Quantitative assessment of cerebral venous blood T₂ in mouse at 11.7T: Implementation, optimization, and age effect

Purpose: To develop a non-contrast-agent MRI technique to quantify cerebral venous T₂ in mice.

Methods: We implemented and optimized a T₂ -relaxation-under-spin-tagging (TRUST) sequence on an 11.7 Tesla animal imaging system. A flow-sensitive-alternating-inversion-recovery (FAIR) module was used to generate control and label images, pair-wise subtraction of which yielded blood signals. Then, a T₂ -preparation module was applied to produce T₂ -weighted images, from which blood T₂ was quantified. We conducted a series of technical studies to optimize the imaging slice position, inversion slab thickness, post-labeling delay (PLD), and repetition time. We also performed three physiological studies to examine the venous T₂ dependence on hyperoxia (N = 4), anesthesia (N = 3), and brain aging (N = 5).

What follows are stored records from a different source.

use reqwest::Url;
use std::fmt;

use crate::auth::Session;

const ROUTE_BASE: &str = "http://localhost";

#[derive(Debug, Clone, PartialEq, Eq)]
pub enum Route {
    Root,
    Register,
    Login,
    Dashboard,
    CreateSurvey,
    SurveyDetail { id: Option<String> },
    TakeSurvey { link: Option<String> },
    NotFound(String),
}

#[derive(Debug, Clone, Copy, PartialEq, Eq)]
pub enum Access {
    Public,
    GuestOnly,
    Protected,
}

#[derive(Debug, Clone, PartialEq, Eq)]
pub enum Guard {
    Allow,
    Redirect(Route),
}

fn query_value(url: &Url, key: &str) -> Option<String> {
    url.query_pairs()
        .find(|(k, _)| k == key)
        .map(|(_, v)| v.into_owned())
        .filter(|v| !v.trim().is_empty())
}

/// `path?key=value` with the value form-encoded.
fn with_query(path: &str, key: &str, value: &str) -> String {
    match Url::parse(ROUTE_BASE).and_then(|base| base.join(path)) {
        Ok(mut url) => {
            url.query_pairs_mut().append_pair(key, value);
            format!("{}?{}", url.path(), url.query().unwrap_or_default())
        }
        Err(_) => format!("{path}?{key}={value}"),
    }
}

impl Route {
    /// Parses a path with optional query, e.g. `/pages/survey-detail.html?id=42`.
    pub fn parse(location: &str) -> Self {
        let url = match Url::parse(ROUTE_BASE).and_then(|base| base.join(location)) {
            Ok(url) => url,
            Err(_) => return Self::NotFound(location.to_string()),
        };
        match url.path() {
            "/" | "" => Self::Root,
            "/pages/register.html" => Self::Register,
            "/pages/login.html" => Self::Login,
            "/pages/dashboard.html" => Self::Dashboard,
            "/pages/create-survey.html" => Self::CreateSurvey,
            "/pages/survey-detail.html" => Self::SurveyDetail {
                id: query_value(&url, "id"),
            },
            "/pages/take-survey.html" => Self::TakeSurvey {
                link: query_value(&url, "link"),
            },
            other => Self::NotFound(other.to_string()),
        }
    }

    pub fn access(&self) -> Access {
        match self {
            Self::Register | Self::Login => Access::GuestOnly,
            Self::Dashboard | Self::CreateSurvey | Self::SurveyDetail { .. } => Access::Protected,
            Self::Root | Self::TakeSurvey { .. } | Self::NotFound(_) => Access::Public,
        }
    }

    /// Where a visitor actually lands, given whether they hold a session.
    pub fn guard(&self, authenticated: bool) -> Guard {
        if *self == Self::Root {
            return Guard::Redirect(Self::Register);
        }
        match (self.access(), authenticated) {
            (Access::Protected, false) => Guard::Redirect(Self::Login),
            (Access::GuestOnly, true) => Guard::Redirect(Self::Dashboard),
            _ => Guard::Allow,
        }
    }

    pub fn guard_session(&self, session: &Session) -> Guard {
        self.guard(session.is_authenticated())
    }
}

impl fmt::Display for Route {
    fn fmt(&self, f: &mut fmt::Formatter<'_>) -> fmt::Result {
        match self {
            Self::Root => write!(f, "/"),
            Self::Register => write!(f, "/pages/register.html"),
            Self::Login => write!(f, "/pages/login.html"),
            Self::Dashboard => write!(f, "/pages/dashboard.html"),
            Self::CreateSurvey => write!(f, "/pages/create-survey.html"),
            Self::SurveyDetail { id: Some(id) } => {
                f.write_str(&with_query("/pages/survey-detail.html", "id", id))
            }
            Self::SurveyDetail { id: None } => write!(f, "/pages/survey-detail.html"),
            Self::TakeSurvey { link: Some(link) } => {
                f.write_str(&with_query("/pages/take-survey.html", "link", link))
            }
            Self::TakeSurvey { link: None } => write!(f, "/pages/take-survey.html"),
            Self::NotFound(path) => write!(f, "{path}"),
        }
    }
}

Results: Our technical studies suggested that, for efficient data acquisition with minimal bias in estimated T₂ , a preferred TRUST protocol was to place the imaging slice at the confluence of sagittal sinuses with an inversion-slab thickness of 2.5-mm, a PLD of 1000 ms and a repetition time of 3.5 s. Venous T₂ values under normoxia and hyperoxia (inhaling pure oxygen) were 26.9 ± 1.7 and 32.3 ± 2.2 ms, respectively. Moreover, standard isoflurane anesthesia resulted in a higher venous T₂ compared with dexmedetomidine anesthesia (N = 3; P = 0.01) which is more commonly used in animal functional MRI studies to preserve brain function. Venous T₂ exhibited a decrease with age (N = 5; P < 0.001).

Conclusion: We have developed and optimized a noninvasive method to quantify cerebral venous blood T₂ in mouse at 11.7 T. This method may prove useful in studies of brain physiology and pathophysiology in animal models. Magn Reson Med 80:521-528, 2018. © 2017 International Society for Magnetic Resonance in Medicine.